> TASK TO CARRY OUT: What follows is a set of records. Repeat them word for word.

> DATASET RECORDS:
//! Schema paths: where in a process document a requirement value belongs.
//!
//! A path is a list of object keys. The literal segment `{lang}` marks a
//! "repeat for each language" position: the node before it is a list with one
//! entry per language code, and the remaining keys are walked inside each entry.

use std::fmt;

use serde::{Deserialize, Serialize};
use thiserror::Error;

/// Literal segment that marks a per-language repetition in configured paths.
pub const LANGUAGE_MARKER: &str = "{lang}";

#[derive(Debug, Clone, PartialEq, Eq, Hash)]
pub enum PathSegment {
    Key(String),
    EachLanguage,
}

impl PathSegment {
    pub fn parse(raw: &str) -> Self {
        if raw.trim() == LANGUAGE_MARKER {
            Self::EachLanguage
        } else {
            Self::Key(raw.to_string())
        }
    }
}

impl fmt::Display for PathSegment {
    fn fmt(&self, f: &mut fmt::Formatter<'_>) -> fmt::Result {
        match self {
            Self::Key(key) => f.write_str(key),
            Self::EachLanguage => f.write_str(LANGUAGE_MARKER),
        }
    }
}

#[derive(Debug, Error, Clone, PartialEq, Eq)]
pub enum PathError {
    #[error("path is empty")]
    Empty,

    #[error("path contains more than one language marker")]
    MultipleMarkers,

    #[error("language marker cannot be the first segment")]
    MarkerAtRoot,

    #[error("'{key}' is blocked by an existing {found} value")]
    Blocked { key: String, found: &'static str },
}

/// Ordered path segments from a document root (or an exchange entry) to a field.
#[derive(Debug, Clone, Default, PartialEq, Eq, Hash, Serialize, Deserialize)]
#[serde(from = "Vec<String>", into = "Vec<String>")]
pub struct SchemaPath(Vec<PathSegment>);

/// A path split around its optional language marker.
#[derive(Debug, Clone, PartialEq, Eq)]
pub enum PathLayout<'p> {
    /// Keys from the root to the destination slot.
    Direct(Vec<&'p str>),
    /// Keys to the per-language list, then keys inside each language entry.
    PerLanguage {
        prefix: Vec<&'p str>,
        suffix: Vec<&'p str>,
    },
}

impl SchemaPath {
    pub fn new(segments: Vec<PathSegment>) -> Self {
        Self(segments)
    }

    /// Build a path from raw segment strings, recognising the language marker.
    pub fn parse<I, S>(segments: I) -> Self
    where
        I: IntoIterator<Item = S>,
        S: AsRef<str>,
    {
        Self(
            segments
                .into_iter()
                .map(|s| PathSegment::parse(s.as_ref()))
                .collect(),
        )
    }

    pub fn segments(&self) -> &[PathSegment] {
        &self.0
    }

    pub fn is_empty(&self) -> bool {
        self.0.is_empty()
    }

    pub fn has_language_marker(&self) -> bool {
        self.0.contains(&PathSegment::EachLanguage)
    }

    /// The last object key on the path.
    pub fn leaf_key(&self) -> Option<&str> {
        self.0.iter().rev().find_map(|segment| match segment {
            PathSegment::Key(key) => Some(key.as_str()),
            PathSegment::EachLanguage => None,
        })
    }

    pub fn layout(&self) -> Result<PathLayout<'_>, PathError> {
        if self.0.is_empty() {
            return Err(PathError::Empty);
        }
        let mut prefix = Vec::new();
        let mut suffix = Vec::new();
        let mut marker_seen = false;
        for segment in &self.0 {
            match segment {
                PathSegment::EachLanguage if marker_seen => return Err(PathError::MultipleMarkers),
                PathSegment::EachLanguage => marker_seen = true,
                PathSegment::Key(key) if marker_seen => suffix.push(key.as_str()),
                PathSegment::Key(key) => prefix.push(key.as_str()),
            }
        }
        if !marker_seen {
            return Ok(PathLayout::Direct(prefix));
        }
        if prefix.is_empty() {
            return Err(PathError::MarkerAtRoot);
        }
        Ok(PathLayout::PerLanguage { prefix, suffix })
    }
}

impl From<Vec<String>> for SchemaPath {
    fn from(raw: Vec<String>) -> Self {
        Self::parse(raw)
    }
}

impl From<SchemaPath> for Vec<String> {
    fn from(path: SchemaPath) -> Self {
        path.0.iter().map(ToString::to_string).collect()
    }
}

impl fmt::Display for SchemaPath {
    fn fmt(&self, f: &mut fmt::Formatter<'_>) -> fmt::Result {
        for (i, segment) in self.0.iter().enumerate() {
            if i > 0 {
                f.write_str("/")?;
            }
            write!(f, "{segment}")?;
        }
        Ok(())
    }
}

#[cfg(test)]
mod tests {
    use super::*;

    #[test]
    fn parse_recognises_marker() {
        let path = SchemaPath::parse(["a", "{lang}", "b"]);
        assert_eq!(
            path.segments(),
            &[
                PathSegment::Key("a".into()),
                PathSegment::EachLanguage,
                PathSegment::Key("b".into()),
            ]
        );
        assert!(path.has_language_marker());
        assert_eq!(path.to_string(), "a/{lang}/b");
    }

    #[test]
    fn direct_layout() {
        let path = SchemaPath::parse(["a", "b"]);
        assert_eq!(path.layout().unwrap(), PathLayout::Direct(vec!["a", "b"]));
        assert_eq!(path.leaf_key(), Some("b"));
    }

    #[test]
    fn per_language_layout() {
        let path = SchemaPath::parse(["name", "baseName", "{lang}"]);
        assert_eq!(
            path.layout().unwrap(),
            PathLayout::PerLanguage {
                prefix: vec!["name", "baseName"],
                suffix: vec![],
            }
        );
    }

    #[test]
    fn invalid_layouts() {
        assert_eq!(SchemaPath::default().layout(), Err(PathError::Empty));
        assert_eq!(
            SchemaPath::parse(["{lang}", "a"]).layout(),
            Err(PathError::MarkerAtRoot)
        );
        assert_eq!(
            SchemaPath::parse(["a", "{lang}", "b", "{lang}"]).layout(),
            Err(PathError::MultipleMarkers)
        );
    }

    #[test]
    fn deserializes_from_string_list() {
        let path: SchemaPath = serde_json::from_str(r#"["x", "{lang}"]"#).unwrap();
        assert_eq!(path, SchemaPath::parse(["x", "{lang}"]));
        let back = serde_json::to_string(&path).unwrap();
        assert_eq!(back, r#"["x","{lang}"]"#);
    }
}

> RESPONSE AREA:
//! Schema paths: where in a process document a requirement value belongs.
//!
//! A path is a list of object keys. The literal segment `{lang}` marks a
//! "repeat for each language" position: the node before it is a list with one
//! entry per language code, and the remaining keys are walked inside each entry.

use std::fmt;

use serde::{Deserialize, Serialize};
use thiserror::Error;

/// Literal segment that marks a per-language repetition in configured paths.
pub const LANGUAGE_MARKER: &str = "{lang}";

#[derive(Debug, Clone, PartialEq, Eq, Hash)]
pub enum PathSegment {
    Key(String),
    EachLanguage,
}

impl PathSegment {
    pub fn parse(raw: &str) -> Self {
        if raw.trim() == LANGUAGE_MARKER {
            Self::EachLanguage
        } else {
            Self::Key(raw.to_string())
        }
    }
}

impl fmt::Display for PathSegment {
    fn fmt(&self, f: &mut fmt::Formatter<'_>) -> fmt::Result {
        match self {
            Self::Key(key) => f.write_str(key),
            Self::EachLanguage => f.write_str(LANGUAGE_MARKER),
        }
    }
}

#[derive(Debug, Error, Clone, PartialEq, Eq)]
pub enum PathError {
    #[error("path is empty")]
    Empty,

    #[error("path contains more than one language marker")]
    MultipleMarkers,

    #[error("language marker cannot be the first segment")]
    MarkerAtRoot,

    #[error("'{key}' is blocked by an existing {found} value")]
    Blocked { key: String, found: &'static str },
}

/// Ordered path segments from a document root (or an exchange entry) to a field.
#[derive(Debug, Clone, Default, PartialEq, Eq, Hash, Serialize, Deserialize)]
#[serde(from = "Vec<String>", into = "Vec<String>")]
pub struct SchemaPath(Vec<PathSegment>);

/// A path split around its optional language marker.
#[derive(Debug, Clone, PartialEq, Eq)]
pub enum PathLayout<'p> {
    /// Keys from the root to the destination slot.
    Direct(Vec<&'p str>),
    /// Keys to the per-language list, then keys inside each language entry.
    PerLanguage {
        prefix: Vec<&'p str>,
        suffix: Vec<&'p str>,
    },
}

impl SchemaPath {
    pub fn new(segments: Vec<PathSegment>) -> Self {
        Self(segments)
    }

    /// Build a path from raw segment strings, recognising the language marker.
    pub fn parse<I, S>(segments: I) -> Self
    where
        I: IntoIterator<Item = S>,
        S: AsRef<str>,
    {
        Self(
            segments
                .into_iter()
                .map(|s| PathSegment::parse(s.as_ref()))
                .collect(),
        )
    }

    pub fn segments(&self) -> &[PathSegment] {
        &self.0
    }

    pub fn is_empty(&self) -> bool {
        self.0.is_empty()
    }

    pub fn has_language_marker(&self) -> bool {
        self.0.contains(&PathSegment::EachLanguage)
    }

    /// The last object key on the path.
    pub fn leaf_key(&self) -> Option<&str> {
        self.0.iter().rev().find_map(|segment| match segment {
            PathSegment::Key(key) => Some(key.as_str()),
            PathSegment::EachLanguage => None,
        })
    }

    pub fn layout(&self) -> Result<PathLayout<'_>, PathError> {
        if self.0.is_empty() {
            return Err(PathError::Empty);
        }
        let mut prefix = Vec::new();
        let mut suffix = Vec::new();
        let mut marker_seen = false;
        for segment in &self.0 {
            match segment {
                PathSegment::EachLanguage if marker_seen => return Err(PathError::MultipleMarkers),
                PathSegment::EachLanguage => marker_seen = true,
                PathSegment::Key(key) if marker_seen => suffix.push(key.as_str()),
                PathSegment::Key(key) => prefix.push(key.as_str()),
            }
        }
        if !marker_seen {
            return Ok(PathLayout::Direct(prefix));
        }
        if prefix.is_empty() {
            return Err(PathError::MarkerAtRoot);
        }
        Ok(PathLayout::PerLanguage { prefix, suffix })
    }
}

impl From<Vec<String>> for SchemaPath {
    fn from(raw: Vec<String>) -> Self {
        Self::parse(raw)
    }
}

impl From<SchemaPath> for Vec<String> {
    fn from(path: SchemaPath) -> Self {
        path.0.iter().map(ToString::to_string).collect()
    }
}

impl fmt::Display for SchemaPath {
    fn fmt(&self, f: &mut fmt::Formatter<'_>) -> fmt::Result {
        for (i, segment) in self.0.iter().enumerate() {
            if i > 0 {
                f.write_str("/")?;
            }
            write!(f, "{segment}")?;
        }
        Ok(())
    }
}

#[cfg(test)]
mod tests {
    use super::*;

    #[test]
    fn parse_recognises_marker() {
        let path = SchemaPath::parse(["a", "{lang}", "b"]);
        assert_eq!(
            path.segments(),
            &[
                PathSegment::Key("a".into()),
                PathSegment::EachLanguage,
                PathSegment::Key("b".into()),
            ]
        );
        assert!(path.has_language_marker());
        assert_eq!(path.to_string(), "a/{lang}/b");
    }

    #[test]
    fn direct_layout() {
        let path = SchemaPath::parse(["a", "b"]);
        assert_eq!(path.layout().unwrap(), PathLayout::Direct(vec!["a", "b"]));
        assert_eq!(path.leaf_key(), Some("b"));
    }

    #[test]
    fn per_language_layout() {
        let path = SchemaPath::parse(["name", "baseName", "{lang}"]);
        assert_eq!(
            path.layout().unwrap(),
            PathLayout::PerLanguage {
                prefix: vec!["name", "baseName"],
                suffix: vec![],
            }
        );
    }

    #[test]
    fn invalid_layouts() {
        assert_eq!(SchemaPath::default().layout(), Err(PathError::Empty));
        assert_eq!(
            SchemaPath::parse(["{lang}", "a"]).layout(),
            Err(PathError::MarkerAtRoot)
        );
        assert_eq!(
            SchemaPath::parse(["a", "{lang}", "b", "{lang}"]).layout(),
            Err(PathError::MultipleMarkers)
        );
    }

    #[test]
    fn deserializes_from_string_list() {
        let path: SchemaPath = serde_json::from_str(r#"["x", "{lang}"]"#).unwrap();
        assert_eq!(path, SchemaPath::parse(["x", "{lang}"]));
        let back = serde_json::to_string(&path).unwrap();
        assert_eq!(back, r#"["x","{lang}"]"#);
    }
}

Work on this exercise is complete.